What is CORS? As a standard, all browsers implement a Same-Origin Policy for security reasons. This is where requesting data from the same origin is allowed, but requesting data from another URL throws an error. CORS (Cross-Origin Resource Sharing) is an HTTP-based mechanism that allows us to request data from other URLs.
In its most basic form, a CORS request involves a request from the browser to another domain's server and that server responding successfully or unsuccessfully.
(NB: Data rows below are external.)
use serde::{Deserialize, Serialize};
use std::collections::{BTreeMap, HashMap};
use std::fmt;

use crate::labels::Locale;

/// One scored row of a year dataset (a region, an age group, ...).
#[derive(Debug, Clone, PartialEq, Serialize, Deserialize)]
pub struct Entity {
    pub name: String,
    // raw 0..10 scores; non-numeric values are kept so they can be skipped, not zeroed
    #[serde(default, skip_serializing_if = "Option::is_none")]
    pub dims: Option<BTreeMap<String, serde_json::Value>>,
    #[serde(default, skip_serializing_if = "Option::is_none")]
    pub satisfaction: Option<f64>,
    #[serde(
        default,
        rename = "overallScore",
        skip_serializing_if = "Option::is_none"
    )]
    pub overall_score: Option<f64>,
}

impl Entity {
    pub fn new(name: impl Into<String>) -> Self {
        Self {
            name: name.into(),
            dims: Some(BTreeMap::new()),
            satisfaction: None,
            overall_score: None,
        }
    }

    pub fn with_dim(mut self, key: impl Into<String>, value: f64) -> Self {
        self.dims
            .get_or_insert_with(BTreeMap::new)
            .insert(key.into(), serde_json::Value::from(value));
        self
    }

    pub fn with_overall(mut self, score: f64) -> Self {
        self.overall_score = Some(score);
        self
    }

    pub fn has_dims(&self) -> bool {
        self.dims.is_some()
    }

    /// Numeric value of one dimension. `None` for missing or non-numeric entries.
    pub fn dim(&self, key: &str) -> Option<f64> {
        self.dims.as_ref()?.get(key)?.as_f64()
    }
}

#[derive(Debug, Clone, PartialEq, Eq, Serialize, Deserialize)]
pub struct DimensionDef {
    pub key: String,
    pub label: String,
}

impl DimensionDef {
    pub fn new(key: impl Into<String>, label: impl Into<String>) -> Self {
        Self {
            key: key.into(),
            label: label.into(),
        }
    }
}

/// Axis along which entities are segmented.
#[derive(Debug, Clone, PartialEq, Eq, Hash, PartialOrd, Ord, Serialize, Deserialize)]
#[serde(from = "String", into = "String")]
pub enum Grouping {
    Region,
    AgeGroup,
    Gender,
    SettlementType,
    Other(String),
}

impl Grouping {
    pub const KNOWN: [Grouping; 4] = [
        Grouping::Region,
        Grouping::AgeGroup,
        Grouping::Gender,
        Grouping::SettlementType,
    ];

    pub fn as_str(&self) -> &str {
        match self {
            Self::Region => "Region",
            Self::AgeGroup => "AgeGroup",
            Self::Gender => "Gender",
            Self::SettlementType => "SettlementType",
            Self::Other(id) => id,
        }
    }

    pub fn label(&self, locale: Locale) -> &'static str {
        crate::labels::grouping_label(self, locale)
    }
}

impl Default for Grouping {
    fn default() -> Self {
        Self::Region
    }
}

impl From<&str> for Grouping {
    fn from(id: &str) -> Self {
        match id {
            "Region" => Self::Region,
            "AgeGroup" => Self::AgeGroup,
            "Gender" => Self::Gender,
            "SettlementType" => Self::SettlementType,
            other => Self::Other(other.to_string()),
        }
    }
}

impl From<String> for Grouping {
    fn from(id: String) -> Self {
        Grouping::from(id.as_str())
    }
}

impl From<Grouping> for String {
    fn from(g: Grouping) -> Self {
        g.as_str().to_string()
    }
}

impl fmt::Display for Grouping {
    fn fmt(&self, f: &mut fmt::Formatter<'_>) -> fmt::Result {
        f.write_str(self.as_str())
    }
}

pub type YearDataset = BTreeMap<i32, Vec<Entity>>;

/// Dataset accessor consumed by the ranking card.
pub trait YearData {
    fn year_data(&self, grouping: &Grouping, year: i32) -> Option<&[Entity]>;

    fn years(&self, grouping: &Grouping) -> Vec<i32>;
}

/// Every loaded dataset, keyed by grouping and then by year.
#[derive(Debug, Clone, Default, PartialEq, Serialize, Deserialize)]
pub struct Datasets {
    #[serde(default)]
    pub dimensions: Vec<DimensionDef>,
    #[serde(default)]
    pub groupings: HashMap<Grouping, YearDataset>,
}

impl Datasets {
    pub fn insert(&mut self, grouping: Grouping, year: i32, entities: Vec<Entity>) {
        self.groupings
            .entry(grouping)
            .or_default()
            .insert(year, entities);
    }

    pub fn available_groupings(&self) -> Vec<Grouping> {
        let mut out: Vec<Grouping> = self.groupings.keys().cloned().collect();
        out.sort();
        out
    }

    /// Names present in any year of the grouping, in first-seen order.
    pub fn entity_names(&self, grouping: &Grouping) -> Vec<String> {
        let mut names: Vec<String> = Vec::new();
        let Some(by_year) = self.groupings.get(grouping) else {
            return names;
        };
        for entities in by_year.values() {
            for e in entities {
                if !names.iter().any(|n| n == &e.name) {
                    names.push(e.name.clone());
                }
            }
        }
        names
    }
}

impl YearData for Datasets {
    fn year_data(&self, grouping: &Grouping, year: i32) -> Option<&[Entity]> {
        self.groupings
            .get(grouping)?
            .get(&year)
            .map(|v| v.as_slice())
    }

    fn years(&self, grouping: &Grouping) -> Vec<i32> {
        self.groupings
            .get(grouping)
            .map(|by_year| by_year.keys().copied().collect())
            .unwrap_or_default()
    }
}

#[derive(Debug, Clone, Copy, PartialEq, Default, Serialize, Deserialize)]
pub struct Point {
    pub x: f32,
    pub y: f32,
}

impl Point {
    pub const fn new(x: f32, y: f32) -> Self {
        Self { x, y }
    }
}

#[derive(Debug, Clone, Copy, PartialEq, Default, Serialize, Deserialize)]
pub struct Size {
    pub width: f32,
    pub height: f32,
}

impl Size {
    pub const fn new(width: f32, height: f32) -> Self {
        Self { width, height }
    }
}

#[derive(Debug, Clone, Copy, PartialEq, Default, Serialize, Deserialize)]
pub struct Rect {
    pub left: f32,
    pub top: f32,
    pub width: f32,
    pub height: f32,
}

impl Rect {
    pub const fn new(left: f32, top: f32, width: f32, height: f32) -> Self {
        Self {
            left,
            top,
            width,
            height,
        }
    }

    pub fn from_size(size: Size) -> Self {
        Self::new(0.0, 0.0, size.width, size.height)
    }

    pub fn bottom(&self) -> f32 {
        self.top + self.height
    }
}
In the request, an 'Origin' header is sent declaring the domain making the request. The server responds and adds an 'Access-Control-Allow-Origin header in its response. If the origin here is the same as in the request, access to the resource is given.
Some HTTP Methods (all except GET, POST, and HEAD) require a preflight request before the main CORS request is made.
A preflight request starts with the browser making an HTTP OPTIONS request to the server with the proposed request method of the main request in the 'Access-Control-Request-Method' header.
The server responds with an 'Access-Control-Allow-Method' header, stating the accepted request methods. If the method sent in the request matches here, the preflight request is accepted, and the main CORS request follows. If the method does not match, the entire request fails here.
An example of a CORS request with a preflight request would be a website making an AJAX call to POST JSON data to a REST API.
Some preflight responses may contain an 'Access-Control-Max-Age' header specifying the time the response must be cached within. Using this header means the client won't need to send a preflight request every time it wants access to the CORS resource.